MOÏSE, DALIDA ET MOI

 

Moise, Dalida et moi loupe

 

 

Mieux qu’une biographie, mieux qu’une leçon d’histoire, mieux qu’un essai philosophique sur les vertus du « Vivre ensemble », le spectacle d’Isabelle de Botton, autour de son enfance, évoque une délicieuse tranche de vie que l’on a envie de partager avec la terre entière.

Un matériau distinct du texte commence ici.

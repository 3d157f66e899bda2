//! Configuration types and parsing for starforge.yml

use crate::error::{CoreError, CoreResult};
use serde::{Deserialize, Serialize};
use std::path::{Path, PathBuf};

pub const CONFIG_FILE: &str = "starforge.yml";

/// Main project configuration from starforge.yml
#[derive(Debug, Clone, Serialize, Deserialize)]
#[serde(deny_unknown_fields)]
pub struct Config {
    /// Project name
    pub name: String,

    /// Project version
    #[serde(default = "default_version")]
    pub version: String,

    /// Warehouse database configuration
    #[serde(default)]
    pub warehouse: WarehouseConfig,

    /// Directories containing source extracts (CSV files)
    #[serde(default = "default_source_paths")]
    pub source_paths: Vec<String>,

    /// Rows per INSERT batch during load
    #[serde(default = "default_batch_size")]
    pub batch_size: usize,
}

/// Warehouse connection configuration
#[derive(Debug, Clone, Serialize, Deserialize)]
pub struct WarehouseConfig {
    /// Database file path, or ":memory:"
    #[serde(default = "default_db_path")]
    pub path: String,
}

impl Default for WarehouseConfig {
    fn default() -> Self {
        Self {
            path: default_db_path(),
        }
    }
}

fn default_version() -> String {
    "0.1.0".to_string()
}

fn default_db_path() -> String {
    "warehouse.duckdb".to_string()
}

fn default_source_paths() -> Vec<String> {
    vec!["sources".to_string()]
}

fn default_batch_size() -> usize {
    500
}

impl Config {
    /// Load configuration from a project directory
    pub fn load(project_dir: &Path) -> CoreResult<Self> {
        let path = project_dir.join(CONFIG_FILE);
        if !path.exists() {
            return Err(CoreError::ConfigNotFound {
                path: path.display().to_string(),
            });
        }

        let content = std::fs::read_to_string(&path)?;
        let config: Config =
            serde_yaml::from_str(&content).map_err(|e| CoreError::ConfigParseError {
                message: format!("{}: {}", path.display(), e),
            })?;
        config.validate()?;
        Ok(config)
    }

    fn validate(&self) -> CoreResult<()> {
        if self.name.trim().is_empty() {
            return Err(CoreError::ConfigInvalid {
                message: "project name must not be empty".to_string(),
            });
        }
        if self.batch_size == 0 {
            return Err(CoreError::ConfigInvalid {
                message: "batch_size must be positive".to_string(),
            });
        }
        if self.source_paths.is_empty() {
            log::warn!("No source directories configured; file-backed extracts will fail");
        }
        Ok(())
    }

    /// Source directories resolved against the project root
    pub fn source_paths_absolute(&self, root: &Path) -> Vec<PathBuf> {
        self.source_paths.iter().map(|p| root.join(p)).collect()
    }
}
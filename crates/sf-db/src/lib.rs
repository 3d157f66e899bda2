//! sf-db - Warehouse sink abstraction for Starforge
//!
//! Provides the `Warehouse` trait, the DuckDB backend, and the batched
//! loader with create/replace/append semantics.

pub mod duckdb;
pub mod error;
pub mod loader;
pub mod schema;
pub mod traits;

pub use duckdb::DuckDbWarehouse;
pub use error::{DbError, DbResult};
pub use loader::{Loader, WriteMode};
pub use schema::{ColumnDef, ColumnType, ForeignKeyDef, TableSchema};
pub use traits::Warehouse;
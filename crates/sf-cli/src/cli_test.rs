use super::*;
use clap::CommandFactory;

#[test]
fn verify_cli_args() {
    // Validates the entire command tree: short flag conflicts,
    // duplicate args, and other clap definition errors.
    Cli::command().debug_assert();
}

#[test]
fn run_flags_parse() {
    let cli = Cli::parse_from([
        "sf",
        "run",
        "--dry-run",
        "--limit",
        "100",
        "--if-exists",
        "append",
    ]);
    match cli.command {
        Commands::Run(args) => {
            assert!(args.dry_run);
            assert_eq!(args.limit, Some(100));
            assert_eq!(args.if_exists, IfExists::Append);
            assert!(!args.no_load);
        }
        _ => panic!("expected run command"),
    }
}

#[test]
fn if_exists_maps_to_write_mode() {
    assert_eq!(WriteMode::from(IfExists::Fail), WriteMode::Fail);
    assert_eq!(WriteMode::from(IfExists::Replace), WriteMode::Replace);
    assert_eq!(WriteMode::from(IfExists::Append), WriteMode::Append);
}
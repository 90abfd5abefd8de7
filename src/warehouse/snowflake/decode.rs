//! Decoding of JSON rowsets into typed values.
//!
//! In JSON result format every cell arrives as a string (or null) and its
//! meaning depends on the column's declared type:
//!
//! | type            | wire form                              |
//! |-----------------|----------------------------------------|
//! | `fixed`         | decimal text; scale from `rowtype`     |
//! | `real`          | float text (`inf`, `NaN` allowed)      |
//! | `boolean`       | `1`/`0` or `true`/`false`              |
//! | `date`          | days since epoch                       |
//! | `time`          | `<seconds>.<fraction>` since midnight  |
//! | `timestamp_ntz` | `<seconds>.<fraction>` since epoch     |
//! | `timestamp_ltz` | same, as a UTC instant                 |
//! | `timestamp_tz`  | `<seconds>.<fraction> <offset + 1440>` |
//! | `binary`        | hex                                    |

use chrono::{DateTime, Duration, NaiveDate, NaiveDateTime, NaiveTime};
use rust_decimal::Decimal;
use serde::Deserialize;
use std::str::FromStr;
use tracing::debug;

use crate::error::{AppError, Result};
use crate::warehouse::{ColumnInfo, Row, Value};

const NANOS_PER_SEC: i128 = 1_000_000_000;

/// Days from 0001-01-01 (CE) to 1970-01-01.
const UNIX_EPOCH_DAYS_FROM_CE: i32 = 719_163;

/// Offsets in `timestamp_tz` values are shifted by this many minutes.
const TZ_OFFSET_BIAS_MINUTES: i64 = 1440;

/// Column description from the query response.
#[derive(Debug, Clone, Deserialize)]
pub struct RowType {
    pub name: String,

    #[serde(rename = "type")]
    pub r#type: String,

    #[allow(unused)]
    pub precision: Option<i64>,
    pub scale: Option<i64>,

    #[allow(unused)]
    #[serde(default)]
    pub nullable: bool,
}

impl From<&RowType> for ColumnInfo {
    fn from(value: &RowType) -> Self {
        ColumnInfo::new(value.name.clone(), value.r#type.to_lowercase())
    }
}

/// Decodes a batch of raw rows against the column layout.
pub fn decode_rows(rowtype: &[RowType], rows: Vec<Vec<Option<String>>>) -> Result<Vec<Row>> {
    rows.into_iter()
        .map(|raw| {
            if raw.len() != rowtype.len() {
                return Err(AppError::execution(format!(
                    "Row has {} cells but the result has {} columns",
                    raw.len(),
                    rowtype.len()
                )));
            }
            raw.iter()
                .zip(rowtype)
                .map(|(cell, column)| decode_value(cell.as_deref(), column))
                .collect()
        })
        .collect()
}

/// Decodes one cell.
pub fn decode_value(raw: Option<&str>, column: &RowType) -> Result<Value> {
    let Some(raw) = raw else {
        return Ok(Value::Null);
    };

    let invalid = |what: &str| {
        AppError::execution(format!(
            "Invalid {what} value '{raw}' in column {}",
            column.name
        ))
    };

    let value = match column.r#type.to_lowercase().as_str() {
        "fixed" | "number" => decode_fixed(raw, column.scale.unwrap_or(0))
            .ok_or_else(|| invalid("numeric"))?,
        "real" => Value::Float(raw.parse().map_err(|_| invalid("float"))?),
        "boolean" => match raw {
            "1" | "true" | "TRUE" => Value::Bool(true),
            "0" | "false" | "FALSE" => Value::Bool(false),
            _ => return Err(invalid("boolean")),
        },
        "binary" => Value::Bytes(hex::decode(raw).map_err(|_| invalid("binary"))?),
        "date" => {
            let days: i32 = raw.parse().map_err(|_| invalid("date"))?;
            days.checked_add(UNIX_EPOCH_DAYS_FROM_CE)
                .and_then(NaiveDate::from_num_days_from_ce_opt)
                .map(Value::Date)
                .ok_or_else(|| invalid("date"))?
        }
        "time" => {
            parse_epoch_nanos(raw)
                .and_then(split_nanos)
                .and_then(|(secs, frac)| Some((u32::try_from(secs).ok()?, frac)))
                .and_then(|(secs, frac)| {
                    NaiveTime::from_num_seconds_from_midnight_opt(secs, frac)
                })
                .map(Value::Time)
                .ok_or_else(|| invalid("time"))?
        }
        "timestamp" | "timestamp_ntz" | "timestamp_ltz" => {
            let nanos = parse_epoch_nanos(raw).ok_or_else(|| invalid("timestamp"))?;
            Value::Timestamp(naive_from_nanos(nanos).ok_or_else(|| invalid("timestamp"))?)
        }
        "timestamp_tz" => {
            let mut parts = raw.split_whitespace();
            let epoch = parts.next().ok_or_else(|| invalid("timestamp"))?;
            let utc = parse_epoch_nanos(epoch)
                .and_then(naive_from_nanos)
                .ok_or_else(|| invalid("timestamp"))?;
            let wall = match parts.next() {
                Some(offset) => offset
                    .parse::<i64>()
                    .ok()
                    .and_then(|offset| offset.checked_sub(TZ_OFFSET_BIAS_MINUTES))
                    .and_then(Duration::try_minutes)
                    .and_then(|shift| utc.checked_add_signed(shift))
                    .ok_or_else(|| invalid("timestamp"))?,
                None => utc,
            };
            Value::Timestamp(wall)
        }
        "text" | "char" | "varchar" | "string" | "variant" | "object" | "array" | "any" => {
            Value::String(raw.to_string())
        }
        other => {
            debug!("Column {} has unhandled type '{}', keeping text", column.name, other);
            Value::String(raw.to_string())
        }
    };

    Ok(value)
}

/// Integers stay integers; anything with a scale, or too wide for i64, is a decimal.
fn decode_fixed(raw: &str, scale: i64) -> Option<Value> {
    if scale == 0 {
        if let Ok(i) = raw.parse::<i64>() {
            return Some(Value::Int(i));
        }
    }
    if let Ok(d) = Decimal::from_str(raw) {
        return Some(Value::Decimal(d));
    }
    // Wider than 28 digits: keep as much precision as a float allows.
    raw.parse::<f64>().ok().map(Value::Float)
}

/// Parses `<seconds>.<fraction>` into nanoseconds.
fn parse_epoch_nanos(raw: &str) -> Option<i128> {
    let negative = raw.starts_with('-');
    let unsigned = raw.trim_start_matches(['-', '+']);
    let (secs, frac) = unsigned.split_once('.').unwrap_or((unsigned, ""));

    let secs: i128 = secs.parse().ok()?;
    if frac.len() > 9 || !frac.chars().all(|c| c.is_ascii_digit()) {
        return None;
    }
    let frac: i128 = if frac.is_empty() {
        0
    } else {
        format!("{frac:0<9}").parse().ok()?
    };

    let total = secs.checked_mul(NANOS_PER_SEC)?.checked_add(frac)?;
    Some(if negative { -total } else { total })
}

fn split_nanos(nanos: i128) -> Option<(i64, u32)> {
    let secs = i64::try_from(nanos.div_euclid(NANOS_PER_SEC)).ok()?;
    let frac = u32::try_from(nanos.rem_euclid(NANOS_PER_SEC)).ok()?;
    Some((secs, frac))
}

fn naive_from_nanos(nanos: i128) -> Option<NaiveDateTime> {
    let (secs, frac) = split_nanos(nanos)?;
    DateTime::from_timestamp(secs, frac).map(|dt| dt.naive_utc())
}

Comme Moïse, comme Dalida et quelques autres célébrités, Isabelle est née à Alexandrie, en Egypte, du temps où la population, aux origines et cultures différentes, se côtoyait en toute harmonie. Jusqu’au jour où tout bascule un soir de novembre 1956. En pleine crise du Canal de Suez, le président Nasser ordonne l’arrestation de 700 personnes, dont des juifs d’Alexandrie et du Caire, en représailles à l’attaque tripartite de la France, du Royaume-Uni et d’Israël. Arrêté puis emprisonné pendant quatre mois sur le seul fait qu’il était juif, le père d’Isabelle revient brisé et décide de quitter, en 1960, le pays de ses ancêtres pour installer sa petite famille dans le pays des Droits de l’Homme et plus précisément à Paris. Profondément marquée par ce bouleversement qui a reconditionné totalement son avenir de Femme, Isabelle raconte avec intelligence et finesse sa multi culturalité à travers le babillage et l’espièglerie de la petite fille qu’elle était.

Telle une marionnettiste qui ferait apparaître et disparaître ses personnages au gré de l’histoire qu’elle veut raconter, Isabelle incarne, avec beaucoup d’amour, tous les membres de sa famille qui ont habité son enfance. Son père d’abord, figure centrale de ses souvenirs et de sa vie, sa mère avec son éternelle aiguille à la main, sa grand-mère si élégante à l’accent anglais (mais qui puise ses racines dans tous les pays de la Méditerranée), son oncle et son éblouissante corvette, ses tantes si extravagantes….Tous reviennent sur terre le temps de la représentation et, on les découvre avec leurs coquetteries, leurs rituels, leurs valeurs… Et, fatalement, l’attachement d’Isabelle à tous ses fantômes du passé est si sincère qu’on les aime à notre tour.

Non seulement on les aime mais on se surprend à regretter de ne pas avoir connu ce paradis perdu qui sent bon le jasmin et la fleur d’oranger. Ce paradis perdu où juifs, chrétiens, arabes, grecs, arméniens et même rabbins ponctuaient leurs phrases par « Inch’Allah ». Ce paradis perdu où femmes voilées et femmes en bikinis cohabitaient et se respectaient. Cet Orient avec ses us et coutumes qui nous échappent parfois, comme la politesse qui consiste à refuser d’emblée une invitation. « En Orient, on refuse une fois, deux fois, trois fois, on fait monter le désir » !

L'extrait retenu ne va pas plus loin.